In the data below, find each line carrying the string "StrVal" and copy it out.

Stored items
* * *
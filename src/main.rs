//! robotrpc - Reference robot host
//!
//! Serves the robot RPC protocol over HTTP from an in-memory host.

use robotrpc_server::config::CONFIG_ENV;
use robotrpc_server::{Config, Server};
use std::sync::Arc;
use tracing_subscriber::EnvFilter;

#[tokio::main]
async fn main() -> Result<(), Box<dyn std::error::Error>> {
    // Initialize logging
    tracing_subscriber::fmt()
        .with_env_filter(
            EnvFilter::try_from_default_env().unwrap_or_else(|_| EnvFilter::new("info")),
        )
        .init();

    // Load configuration (from file if ROBOTRPC_CONFIG is set, then env overrides)
    let config_path = std::env::var(CONFIG_ENV).ok();
    let config = match Config::load() {
        Ok(c) => {
            if let Some(ref path) = config_path {
                tracing::info!("Loaded config from {}", path);
            }
            c
        }
        Err(e) => {
            // If a config file was explicitly specified, fail on error
            if config_path.is_some() {
                tracing::error!("Failed to load config: {}", e);
                return Err(e.into());
            }
            tracing::info!("Using default configuration");
            Config::default()
        }
    };

    tracing::info!("Starting robotrpc host");
    tracing::info!("  Bind address: {}", config.network.bind_addr);
    tracing::info!(
        "  Robot: {} on {}",
        config.bot.name,
        config.bot.protocol
    );
    tracing::info!(
        "  Tasks: {}, static callers: {}",
        config.tasks.len(),
        config.callers.len()
    );
    tracing::info!(
        "  Lock timeout: {}ms, reply timeout: {}s, pipeline idle timeout: {}s",
        config.brain.lock_timeout_ms,
        config.prompt.reply_timeout_secs,
        config.pipeline.idle_timeout_secs
    );
    if config.metrics.enabled {
        tracing::info!("  Metrics: enabled at /metrics");
    } else {
        tracing::info!("  Metrics: disabled");
    }

    let server = Arc::new(Server::from_config(&config)?);

    // Spawn shutdown signal handler
    let shutdown_server = server.clone();
    tokio::spawn(async move {
        tokio::signal::ctrl_c().await.ok();
        tracing::info!("Received shutdown signal, stopping server...");
        shutdown_server.shutdown();
    });

    // Run server (blocks until shutdown)
    server.run().await?;

    tracing::info!("Server stopped");
    Ok(())
}
//! # robotrpc-client
//!
//! Client library for plugins and jobs talking to a robot host.
//!
//! This crate provides:
//! - `RobotContext`, the caller identity read once from the environment
//! - A `Transport` seam with an HTTP implementation
//! - The `Robot` API covering every host function plus the message helpers
//! - Datum checkout/update/checkin with ownership-enforced lock tokens
//! - Prompting with bounded `RetryPrompt` handling
//! - Plugin argument dispatch

pub mod context;
pub mod error;
pub mod memory;
pub mod plugin;
pub mod prompt;
pub mod robot;
pub mod transport;

pub use context::{Message, RobotContext};
pub use error::{ClientError, TransportError};
pub use memory::Memory;
pub use plugin::{Dispatch, Plugin};
pub use prompt::{PromptFlow, PromptStep, MAX_PROMPT_ATTEMPTS};
pub use robot::Robot;
pub use transport::{
    HttpTransport, ScriptedTransport, Transport, TransportConfig, TransportRequest,
};

pub use robotrpc_protocol::{
    AttributeResponse as Attribute, LogLevel, MessageFormat, Protocol, ReplyResponse as Reply,
    RetVal, TaskRetVal,
};
#[cfg(test)]
mod tests {
    use super::*;
    use robotrpc_core::{CallerSpec, HostConfig, TaskSpec};
    use serde_json::json;
    use std::time::Duration;

    fn test_handler() -> RequestHandler {
        let mut links = TaskSpec::new("links", TaskKind::Plugin);
        links.commands = vec!["add".into(), "find".into()];
        links.config = json!({"max": 5});
        let mut config = HostConfig::default();
        config.tasks = vec![links, TaskSpec::new("build", TaskKind::Job)];
        config.bot.admins = vec!["alice".into()];
        let host = Arc::new(Host::new(config).unwrap());
        host.register_caller(
            CallerSpec::new("links")
                .with_id("c-1")
                .with_user("alice")
                .with_channel("general"),
        )
        .unwrap();
        RequestHandler::new(host).with_metrics(Arc::new(Metrics::new().unwrap()))
    }

    fn body(func: &str, args: Value) -> Vec<u8> {
        json!({"FuncName": func, "CallerID": "c-1", "Format": "", "FuncArgs": args})
            .to_string()
            .into_bytes()
    }

    #[tokio::test]
    async fn test_check_admin() {
        let handler = test_handler();
        let result = handler
            .handle_call(&body("CheckAdmin", json!({})))
            .await
            .unwrap();
        assert_eq!(result, json!({"Boolean": true}));
    }

    #[tokio::test]
    async fn test_rejects_bad_envelopes() {
        let handler = test_handler();

        let err = handler.handle_call(b"not json").await.unwrap_err();
        assert_eq!(err.status_code(), hyper::StatusCode::BAD_REQUEST);

        let err = handler
            .handle_call(&body("Teleport", json!({})))
            .await
            .unwrap_err();
        assert_eq!(err.error_code(), "UNKNOWN_FUNCTION");

        let unknown = json!({"FuncName": "CheckAdmin", "CallerID": "nobody"}).to_string();
        let err = handler.handle_call(unknown.as_bytes()).await.unwrap_err();
        assert_eq!(err.error_code(), "UNKNOWN_CALLER");

        let missing = json!({"FuncName": "CheckAdmin"}).to_string();
        let err = handler.handle_call(missing.as_bytes()).await.unwrap_err();
        assert_eq!(err.error_code(), "MISSING_CALLER_ID");

        let encoded = String::from_utf8(handler.metrics().unwrap().encode().unwrap()).unwrap();
        assert!(encoded.contains("UNKNOWN_CALLER"));
    }

    #[tokio::test]
    async fn test_body_limit() {
        let handler = test_handler().with_max_body(16);
        let err = handler
            .handle_call(&body("CheckAdmin", json!({})))
            .await
            .unwrap_err();
        assert_eq!(err.status_code(), hyper::StatusCode::PAYLOAD_TOO_LARGE);
    }

    #[tokio::test]
    async fn test_datum_flow() {
        let handler = test_handler();
        let checkout = handler
            .handle_call(&body("CheckoutDatum", json!({"Key": "ledger", "RW": true})))
            .await
            .unwrap();
        assert_eq!(checkout["Exists"], false);
        assert_eq!(checkout["Datum"], Value::Null);
        let token = checkout["LockToken"].as_str().unwrap().to_string();
        assert!(!token.is_empty());

        let update = handler
            .handle_call(&body(
                "UpdateDatum",
                json!({"Key": "ledger", "Token": token, "Datum": {"n": 1}}),
            ))
            .await
            .unwrap();
        assert_eq!(update["RetVal"], 0);

        let stale = handler
            .handle_call(&body(
                "UpdateDatum",
                json!({"Key": "ledger", "Token": token, "Datum": {"n": 2}}),
            ))
            .await
            .unwrap();
        assert_eq!(stale["RetVal"], RetVal::DatumLockExpired.code());

        let read = handler
            .handle_call(&body("CheckoutDatum", json!({"Key": "ledger", "RW": false})))
            .await
            .unwrap();
        assert_eq!(read["Exists"], true);
        assert_eq!(read["Datum"], json!({"n": 1}));
    }

    #[tokio::test]
    async fn test_remember_recall() {
        let handler = test_handler();
        let r = handler
            .handle_call(&body("Remember", json!({"Key": "k", "Value": "v"})))
            .await
            .unwrap();
        assert_eq!(r["RetVal"], 0);
        let v = handler
            .handle_call(&body("Recall", json!({"Key": "k"})))
            .await
            .unwrap();
        assert_eq!(v["StrVal"], "v");
        let shared = handler
            .handle_call(&body("Recall", json!({"Key": "k", "Shared": true})))
            .await
            .unwrap();
        assert_eq!(shared["StrVal"], "");
    }

    #[tokio::test]
    async fn test_pipeline_and_config() {
        let handler = test_handler();
        let r = handler
            .handle_call(&body("AddJob", json!({"Name": "build"})))
            .await
            .unwrap();
        assert_eq!(r["RetVal"], 0);
        let r = handler
            .handle_call(&body("AddCommand", json!({"Plugin": "links", "Command": "dance"})))
            .await
            .unwrap();
        assert_eq!(r["RetVal"], RetVal::CommandNotMatched.code());
        let r = handler
            .handle_call(&body("GetTaskConfig", json!({})))
            .await
            .unwrap();
        assert_eq!(r["Config"], json!({"max": 5}));
        assert_eq!(r["RetVal"], 0);
    }

    #[tokio::test]
    async fn test_prompt_and_incoming() {
        let handler = Arc::new(test_handler());
        let prompting = handler.clone();
        let waiter = tokio::spawn(async move {
            prompting
                .handle_call(&body(
                    "PromptUserChannelThreadForReply",
                    json!({"RegexID": "YesNo", "User": "alice", "Channel": "general", "Prompt": "Sure?"}),
                ))
                .await
        });

        while handler.host().stats().prompt_waiters == 0 {
            tokio::time::sleep(Duration::from_millis(5)).await;
        }
        let sent = handler.host().sent();
        assert_eq!(sent.last().unwrap().message, "Sure?");

        let incoming = json!({"User": "alice", "Channel": "general", "Message": "yes"}).to_string();
        let r = handler.handle_incoming(incoming.as_bytes()).unwrap();
        assert!(r.matched);

        let reply = waiter.await.unwrap().unwrap();
        assert_eq!(reply, json!({"Reply": "yes", "RetVal": 0}));

        let r = handler.handle_incoming(incoming.as_bytes()).unwrap();
        assert!(!r.matched);
        assert!(handler.handle_incoming(br#"{"Message": "x"}"#).is_err());
    }

    #[tokio::test]
    async fn test_incoming_reports_subscriber() {
        let handler = test_handler();
        handler
            .host()
            .register_caller(
                CallerSpec::new("links")
                    .with_id("c-2")
                    .with_user("alice")
                    .with_channel("general")
                    .with_thread("t1", true),
            )
            .unwrap();
        let subscribe = json!({"FuncName": "Subscribe", "CallerID": "c-2", "FuncArgs": {}});
        let r = handler
            .handle_call(subscribe.to_string().as_bytes())
            .await
            .unwrap();
        assert_eq!(r, json!({"Boolean": true}));

        let incoming =
            json!({"User": "bob", "Channel": "general", "Thread": "t1", "Message": "hi"});
        let r = handler
            .handle_incoming(incoming.to_string().as_bytes())
            .unwrap();
        assert!(!r.matched);
        assert_eq!(r.subscriber, "links");
    }

    #[tokio::test]
    async fn test_finish_releases_pipeline() {
        let handler = test_handler();
        let r = handler
            .handle_call(&body("Exclusive", json!({"Tag": "db"})))
            .await
            .unwrap();
        assert_eq!(r, json!({"Boolean": true}));
        handler
            .handle_call(&body("AddJob", json!({"Name": "build"})))
            .await
            .unwrap();

        let done = handler.handle_finish(br#"{"CallerID": "c-1"}"#).unwrap();
        assert_eq!(
            done,
            FinishResponse {
                released_tags: 1,
                stages: 1,
                spawned: 0
            }
        );
        assert_eq!(handler.host().stats().exclusive_tags, 0);

        let done = handler
            .handle_finish(br#"{"CallerID": "c-1", "Deregister": true}"#)
            .unwrap();
        assert_eq!(done.stages, 0);
        assert_eq!(handler.host().stats().callers, 0);

        let err = handler.handle_finish(br#"{"CallerID": "c-1"}"#).unwrap_err();
        assert_eq!(err.error_code(), "UNKNOWN_CALLER");
        let err = handler.handle_finish(br#"{"CallerID": ""}"#).unwrap_err();
        assert_eq!(err.error_code(), "MISSING_CALLER_ID");
    }

    #[tokio::test]
    async fn test_email_calls() {
        let handler = test_handler();
        let r = handler
            .handle_call(&body("Email", json!({"Subject": "hi"})))
            .await
            .unwrap();
        assert_eq!(r["RetVal"], RetVal::NoUserEmail.code());
        let r = handler
            .handle_call(&body(
                "EmailAddress",
                json!({"Address": "ops@example.com", "Subject": "hi"}),
            ))
            .await
            .unwrap();
        assert_eq!(r["RetVal"], RetVal::NoBotEmail.code());
    }

    #[tokio::test]
    async fn test_retval_metrics() {
        let handler = test_handler();
        handler
            .handle_call(&body("Log", json!({"Level": "info", "Message": "hello"})))
            .await
            .unwrap();
        handler.update_gauge_metrics();
        let encoded = String::from_utf8(handler.metrics().unwrap().encode().unwrap()).unwrap();
        assert!(encoded.contains(r#"robotrpc_requests_total{func="Log"} 1"#));
        assert!(encoded.contains(r#"robotrpc_retvals_total{retval="Ok"} 1"#));
        assert!(encoded.contains("robotrpc_callers_active 1"));
    }
}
* * *
_Result of the exercise:_
        assert_eq!(v["StrVal"], "v");
        assert_eq!(shared["StrVal"], "");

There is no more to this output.